_Exercise aim_:
Please write out all of the records below exactly as they appear.
======== Information given
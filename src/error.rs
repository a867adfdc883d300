//! Crate-level error type.
//!
//! Each subsystem keeps its own error enum; this type wraps them so the
//! runner and CLI can propagate any of them with `?`.

use std::path::PathBuf;
use thiserror::Error;

use crate::engine::EngineError;
use crate::eval::EvalError;
use crate::persistence::ConfigError;
use crate::validation::ValidationError;
use crate::vocab::VocabError;

/// Result type alias for nmt-exp operations.
pub type Result<T> = std::result::Result<T, Error>;

/// Errors that can occur while loading, validating or running experiments.
#[derive(Error, Debug)]
pub enum Error {
    /// Loading or resolving the configuration failed.
    #[error(transparent)]
    Config(#[from] ConfigError),

    /// A schema-level check failed.
    #[error(transparent)]
    Validation(#[from] ValidationError),

    /// Vocabulary construction or lookup failed.
    #[error(transparent)]
    Vocab(#[from] VocabError),

    /// Evaluation failed.
    #[error(transparent)]
    Eval(#[from] EvalError),

    /// The translation engine reported an error.
    #[error(transparent)]
    Engine(#[from] EngineError),

    /// IO error with context.
    #[error("IO error: {context}\n  Cause: {source}")]
    Io {
        context: String,
        #[source]
        source: std::io::Error,
    },

    /// Inference was asked to do something its configuration cannot support.
    #[error("Inference error: {0}")]
    Inference(String),

    /// A required input file is missing.
    #[error("File not found: {}", path.display())]
    FileNotFound { path: PathBuf },
}

impl Error {
    /// Create an IO error with context.
    pub fn io(context: impl Into<String>, source: std::io::Error) -> Self {
        Self::Io {
            context: context.into(),
            source,
        }
    }
}

/// Create the parent directory of `path` if it has one.
pub(crate) fn make_parent_dir(path: &std::path::Path) -> Result<()> {
    if let Some(parent) = path.parent() {
        if !parent.as_os_str().is_empty() {
            std::fs::create_dir_all(parent)
                .map_err(|e| Error::io(format!("creating directory {}", parent.display()), e))?;
        }
    }
    Ok(())
}

#[cfg(test)]
mod tests {
    use super::*;

    #[test]
    fn test_io_error_keeps_context() {
        let err = Error::io(
            "reading vocab.txt",
            std::io::Error::new(std::io::ErrorKind::NotFound, "gone"),
        );
        let msg = err.to_string();
        assert!(msg.contains("vocab.txt"));
        assert!(msg.contains("gone"));
    }

    #[test]
    fn test_make_parent_dir_creates_nested() {
        let dir = tempfile::TempDir::new().unwrap();
        let target = dir.path().join("a/b/c.txt");
        make_parent_dir(&target).unwrap();
        assert!(dir.path().join("a/b").is_dir());
    }

    #[test]
    fn test_make_parent_dir_bare_file_name() {
        assert!(make_parent_dir(std::path::Path::new("plain.txt")).is_ok());
    }
}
================
_Answer to this problem_:
filename src/error.rs
repository a867adfdc883d300
//! Crate-level error type.
//!
//! Each subsystem keeps its own error enum; this type wraps them so the
//! runner and CLI can propagate any of them with `?`.

use std::path::PathBuf;
use thiserror::Error;

use crate::engine::EngineError;
use crate::eval::EvalError;
use crate::persistence::ConfigError;
use crate::validation::ValidationError;
use crate::vocab::VocabError;

/// Result type alias for nmt-exp operations.
pub type Result<T> = std::result::Result<T, Error>;

/// Errors that can occur while loading, validating or running experiments.
#[derive(Error, Debug)]
pub enum Error {
    /// Loading or resolving the configuration failed.
    #[error(transparent)]
    Config(#[from] ConfigError),

    /// A schema-level check failed.
    #[error(transparent)]
    Validation(#[from] ValidationError),

    /// Vocabulary construction or lookup failed.
    #[error(transparent)]
    Vocab(#[from] VocabError),

    /// Evaluation failed.
    #[error(transparent)]
    Eval(#[from] EvalError),

    /// The translation engine reported an error.
    #[error(transparent)]
    Engine(#[from] EngineError),

    /// IO error with context.
    #[error("IO error: {context}\n  Cause: {source}")]
    Io {
        context: String,
        #[source]
        source: std::io::Error,
    },

    /// Inference was asked to do something its configuration cannot support.
    #[error("Inference error: {0}")]
    Inference(String),

    /// A required input file is missing.
    #[error("File not found: {}", path.display())]
    FileNotFound { path: PathBuf },
}

impl Error {
    /// Create an IO error with context.
    pub fn io(context: impl Into<String>, source: std::io::Error) -> Self {
        Self::Io {
            context: context.into(),
            source,
        }
    }
}

/// Create the parent directory of `path` if it has one.
pub(crate) fn make_parent_dir(path: &std::path::Path) -> Result<()> {
    if let Some(parent) = path.parent() {
        if !parent.as_os_str().is_empty() {
            std::fs::create_dir_all(parent)
                .map_err(|e| Error::io(format!("creating directory {}", parent.display()), e))?;
        }
    }
    Ok(())
}

#[cfg(test)]
mod tests {
    use super::*;

    #[test]
    fn test_io_error_keeps_context() {
        let err = Error::io(
            "reading vocab.txt",
            std::io::Error::new(std::io::ErrorKind::NotFound, "gone"),
        );
        let msg = err.to_string();
        assert!(msg.contains("vocab.txt"));
        assert!(msg.contains("gone"));
    }

    #[test]
    fn test_make_parent_dir_creates_nested() {
        let dir = tempfile::TempDir::new().unwrap();
        let target = dir.path().join("a/b/c.txt");
        make_parent_dir(&target).unwrap();
        assert!(dir.path().join("a/b").is_dir());
    }

    #[test]
    fn test_make_parent_dir_bare_file_name() {
        assert!(make_parent_dir(std::path::Path::new("plain.txt")).is_ok());
    }
}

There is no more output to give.